Roberts retired from the army on 18 May 2012.

==Awards and decorations==
In addition to the Medal of Honor, Gordon Roberts's military awards include the Silver Star, the Bronze Star, the Air Medal, the Army Commendation Medal, the National Defense Service Medal, the Vietnam Service Medal, the Republic of Vietnam Campaign Medal, the Combat Infantryman Badge, the Parachutist Badge, and the Presidential Unit Citation.

| | Medal of Honor |
| | Silver Star with one bronze oak leaf cluster |
| | Legion of Merit |
| | Bronze Star Medal with one bronze oak leaf cluster |
| | Meritorious Service Medal with four bronze oak leaf clusters |
| | Air Medal with Numeral "3" |
| | Army Commendation Medal with four bronze oak leaf clusters |
| | Army Achievement Medal with four bronze oak leaf clusters |
| | Presidential Unit Citation |

- Badges

- Combat Infantryman Badge
- Parachutist Badge

===Medal of Honor citation===

For conspicuous gallantry and intrepidity in action at the risk of his life above and beyond the call of duty. Sgt. Roberts distinguished himself while serving as a rifleman in Company B, during combat operations.

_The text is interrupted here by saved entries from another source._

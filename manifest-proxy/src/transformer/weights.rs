use crate::api::FlagError;
use crate::manifest::{Variant, Variants};

pub const TOTAL_WEIGHT: i64 = 100;

/// Rejects inputs the normalizer is not defined for: an empty variant set, or an
/// explicit weight outside 0..=100.
pub fn validate_variant_weights(variants: &Variants) -> Result<(), FlagError> {
    if variants.is_empty() {
        return Err(FlagError::InvalidVariants(
            "variants cannot be empty - at least one variant is required".to_string(),
        ));
    }

    for (key, variant) in variants {
        if let Some(weight) = variant.weight {
            if !(0..=TOTAL_WEIGHT).contains(&weight) {
                return Err(FlagError::InvalidVariants(format!(
                    "weight for variant \"{key}\" must be between 0 and 100, got {weight}"
                )));
            }
        }
    }

    Ok(())
}

/// Returns a copy of `variants` whose weights are all set and sum to exactly 100.
///
/// Which strategy applies depends on how many weights the caller supplied:
///
/// 1. all weights, summing to 100: unchanged
/// 2. no weights: an even split
/// 3. some weights, summing to less than 100: the explicit ones are kept and the
///    rest is split evenly between the others
/// 4. anything else: proportional rescale, with the rounding difference added
///    to the first key
///
/// Even splits hand the remainder out one point at a time in key order, so
/// three variants get 34/33/33. Keys are always visited in sorted order, which
/// makes the result deterministic.
pub fn normalize_variant_weights(variants: &Variants) -> Variants {
    if variants.is_empty() {
        return Variants::new();
    }

    let unweighted = variants.values().filter(|v| v.weight.is_none()).count();
    let total_specified: i64 = variants.values().filter_map(|v| v.weight).sum();

    if unweighted == 0 && total_specified == TOTAL_WEIGHT {
        return variants.clone();
    }

    if unweighted == variants.len() {
        return distribute_equally(variants);
    }

    if unweighted > 0 && total_specified < TOTAL_WEIGHT {
        return distribute_remainder(variants, TOTAL_WEIGHT - total_specified, unweighted);
    }

    normalize_proportionally(variants, total_specified)
}

/// `total` split across `count` slots, larger shares first.
fn even_shares(total: i64, count: usize) -> impl Iterator<Item = i64> {
    let count = count.max(1) as i64;
    let base = total / count;
    let remainder = total % count;

    (0..count).map(move |i| if i < remainder { base + 1 } else { base })
}

fn distribute_equally(variants: &Variants) -> Variants {
    variants
        .iter()
        .zip(even_shares(TOTAL_WEIGHT, variants.len()))
        .map(|((key, variant), weight)| {
            (key.clone(), Variant::weighted(variant.value.clone(), weight))
        })
        .collect()
}

fn distribute_remainder(variants: &Variants, remaining: i64, unweighted: usize) -> Variants {
    let mut shares = even_shares(remaining, unweighted);

    variants
        .iter()
        .map(|(key, variant)| {
            let weight = match variant.weight {
                Some(weight) => weight,
                None => shares.next().unwrap_or(0),
            };
            (key.clone(), Variant::weighted(variant.value.clone(), weight))
        })
        .collect()
}

fn normalize_proportionally(variants: &Variants, total_weight: i64) -> Variants {
    if total_weight <= 0 {
        return distribute_equally(variants);
    }

    let mut normalized: Variants = variants
        .iter()
        .map(|(key, variant)| {
            let weight = variant.weight.unwrap_or(0) * TOTAL_WEIGHT / total_weight;
            (key.clone(), Variant::weighted(variant.value.clone(), weight))
        })
        .collect();

    let calculated: i64 = normalized.values().filter_map(|v| v.weight).sum();
    if calculated != TOTAL_WEIGHT {
        // the whole rounding difference lands on the first key
        if let Some(first) = normalized.values_mut().next() {
            first.weight = Some(first.weight.unwrap_or(0) + TOTAL_WEIGHT - calculated);
        }
    }

    normalized
}
use std::sync::Arc;

use async_trait::async_trait;
use chrono::Utc;
use reqwest::{header, StatusCode};
use serde::de::DeserializeOwned;
use thiserror::Error;
use tokio::sync::Mutex;
use tracing::instrument;

use crate::config::Config;
use crate::flag_definitions::{
    ApiErrorBody, CreateFeatureFlagBody, FeatureFlag, FeatureFlagPage, UpdateFeatureFlagBody,
};

#[derive(Error, Debug)]
pub enum ClientError {
    #[error("feature flag {0} not found")]
    NotFound(String),
    #[error("PostHog API error ({status}): {} {}", .body.error_type, .body.detail)]
    Api { status: u16, body: ApiErrorBody },
    #[error("unexpected PostHog response ({status}): {body}")]
    Unexpected { status: u16, body: String },
    #[error("request to PostHog failed: {0}")]
    Request(reqwest::Error),
    #[error("failed to decode PostHog response: {0}")]
    Decode(String),
    #[error("invalid PostHog client configuration: {0}")]
    InvalidConfig(String),
    #[error("timed out waiting for PostHog")]
    Timeout,
}

impl ClientError {
    /// PostHog rejects a create for an existing key with a `unique` validation error.
    pub fn is_duplicate_key(&self) -> bool {
        match self {
            ClientError::Api { body, .. } => {
                body.error_type == "validation_error" && body.code == "unique"
            }
            _ => false,
        }
    }
}

impl From<reqwest::Error> for ClientError {
    fn from(e: reqwest::Error) -> Self {
        if e.is_timeout() {
            ClientError::Timeout
        } else {
            ClientError::Request(e)
        }
    }
}

/// The slice of the PostHog feature flag API this service needs.
#[async_trait]
pub trait FlagClient {
    /// All flags in the project, following pagination to the end.
    async fn list_flags(&self) -> Result<Vec<FeatureFlag>, ClientError>;

    async fn get_flag_by_key(&self, key: &str) -> Result<FeatureFlag, ClientError>;

    async fn create_flag(&self, body: &CreateFeatureFlagBody) -> Result<FeatureFlag, ClientError>;

    async fn update_flag(
        &self,
        id: i64,
        body: &UpdateFeatureFlagBody,
    ) -> Result<FeatureFlag, ClientError>;

    async fn delete_flag(&self, id: i64) -> Result<(), ClientError>;
}

pub struct PostHogClient {
    client: reqwest::Client,
    host: String,
    flags_url: String,
}

impl PostHogClient {
    pub fn new(config: &Config) -> Result<PostHogClient, ClientError> {
        let mut headers = header::HeaderMap::new();
        headers.insert(
            header::CONTENT_TYPE,
            header::HeaderValue::from_static("application/json"),
        );
        let mut auth = header::HeaderValue::from_str(&format!("Bearer {}", config.posthog_api_key))
            .map_err(|e| ClientError::InvalidConfig(e.to_string()))?;
        auth.set_sensitive(true);
        headers.insert(header::AUTHORIZATION, auth);

        let client = reqwest::Client::builder()
            .default_headers(headers)
            .user_agent("PostHog Manifest Proxy")
            .timeout(config.posthog_timeout())
            .build()
            .map_err(|e| ClientError::InvalidConfig(e.to_string()))?;

        let host = config.posthog_host.trim_end_matches('/').to_string();
        let flags_url = format!(
            "{}/api/projects/{}/feature_flags",
            host, config.posthog_project_id
        );

        Ok(PostHogClient {
            client,
            host,
            flags_url,
        })
    }

    // `next` links are usually absolute, but self-hosted instances behind a proxy
    // sometimes hand back a path.
    fn resolve_url(&self, raw: &str) -> String {
        if raw.starts_with("http://") || raw.starts_with("https://") {
            raw.to_string()
        } else {
            format!("{}{}", self.host, raw)
        }
    }

    async fn send<T: DeserializeOwned>(
        &self,
        request: reqwest::RequestBuilder,
        identifier: &str,
    ) -> Result<T, ClientError> {
        let response = request.send().await?;
        let response = check_status(response, identifier).await?;

        response
            .json::<T>()
            .await
            .map_err(|e| ClientError::Decode(e.to_string()))
    }
}

async fn check_status(
    response: reqwest::Response,
    identifier: &str,
) -> Result<reqwest::Response, ClientError> {
    let status = response.status();
    if status.is_success() {
        return Ok(response);
    }

    if status == StatusCode::NOT_FOUND {
        return Err(ClientError::NotFound(identifier.to_string()));
    }

    let body = response.text().await.unwrap_or_default();
    let err = match serde_json::from_str::<ApiErrorBody>(&body) {
        Ok(api_error) if !api_error.detail.is_empty() => ClientError::Api {
            status: status.as_u16(),
            body: api_error,
        },
        _ => ClientError::Unexpected {
            status: status.as_u16(),
            body,
        },
    };

    tracing::warn!("PostHog API error: {}", err);
    Err(err)
}

#[async_trait]
impl FlagClient for PostHogClient {
    #[instrument(skip_all)]
    async fn list_flags(&self) -> Result<Vec<FeatureFlag>, ClientError> {
        let mut next_url = Some(format!("{}/", self.flags_url));
        let mut flags = Vec::new();

        while let Some(url) = next_url {
            let page: FeatureFlagPage = self.send(self.client.get(&url), "list").await?;
            flags.extend(page.results);
            next_url = page
                .next
                .filter(|next| !next.is_empty())
                .map(|next| self.resolve_url(&next));
        }

        tracing::debug!("fetched {} flags from PostHog", flags.len());
        Ok(flags)
    }

    // The detail endpoint accepts either the numeric id or the flag key.
    #[instrument(skip_all, fields(key = %key))]
    async fn get_flag_by_key(&self, key: &str) -> Result<FeatureFlag, ClientError> {
        let url = format!("{}/{}/", self.flags_url, key);
        self.send(self.client.get(url), key).await
    }

    #[instrument(skip_all, fields(key = %body.key))]
    async fn create_flag(&self, body: &CreateFeatureFlagBody) -> Result<FeatureFlag, ClientError> {
        let url = format!("{}/", self.flags_url);
        self.send(self.client.post(url).json(body), &body.key).await
    }

    #[instrument(skip_all, fields(id = id))]
    async fn update_flag(
        &self,
        id: i64,
        body: &UpdateFeatureFlagBody,
    ) -> Result<FeatureFlag, ClientError> {
        let url = format!("{}/{}/", self.flags_url, id);
        self.send(self.client.patch(url).json(body), &id.to_string())
            .await
    }

    #[instrument(skip_all, fields(id = id))]
    async fn delete_flag(&self, id: i64) -> Result<(), ClientError> {
        let url = format!("{}/{}/", self.flags_url, id);
        let response = self.client.delete(url).send().await?;
        check_status(response, &id.to_string()).await?;

        Ok(())
    }
}

#[derive(Debug, Clone)]
enum MockFailure {
    Timeout,
    Api { status: u16, body: ApiErrorBody },
}

impl MockFailure {
    fn to_error(&self) -> ClientError {
        match self {
            MockFailure::Timeout => ClientError::Timeout,
            MockFailure::Api { status, body } => ClientError::Api {
                status: *status,
                body: body.clone(),
            },
        }
    }
}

Sgt. Roberts' platoon was maneuvering along a ridge to attack heavily fortified enemy bunker positions which had pinned down an adjoining friendly company. As the platoon approached the enemy positions, it was suddenly pinned down by heavy automatic weapons and grenade fire from camouflaged enemy fortifications atop the overlooking hill. Seeing his platoon immobilized and in danger of failing in its mission, Sgt. Roberts crawled rapidly toward the closest enemy bunker. With complete disregard for his safety, he leaped to his feet and charged the bunker, firing as he ran. Despite the intense enemy fire directed at him, Sgt. Roberts silenced the 2-man bunker.

Without hesitation, Sgt. Roberts continued his 1-man assault on a second bunker. As he neared the second bunker, a burst of enemy fire knocked his rifle from his hands. Sgt. Roberts picked up a rifle dropped by a comrade and continued his assault, silencing the bunker.

He continued his charge against a third bunker and destroyed it with well-thrown hand grenades. Although Sgt. Roberts was now cut off from his platoon, he continued his assault against a fourth enemy emplacement. He fought through a heavy hail of fire to join elements of the adjoining company which had been pinned down by the enemy fire.

Although continually exposed to hostile fire, he assisted in moving wounded personnel from exposed positions on the hilltop to an evacuation area before returning to his unit.

By his gallant and selfless actions, Sgt. Roberts contributed directly to saving the lives of his comrades and served as an inspiration to his fellow soldiers in the defeat of the enemy force. Sgt. Roberts' extraordinary heroism in action at the risk of his life were in keeping with the highest traditions of the military service and reflect great credit upon himself, his unit, and the U.S. Army.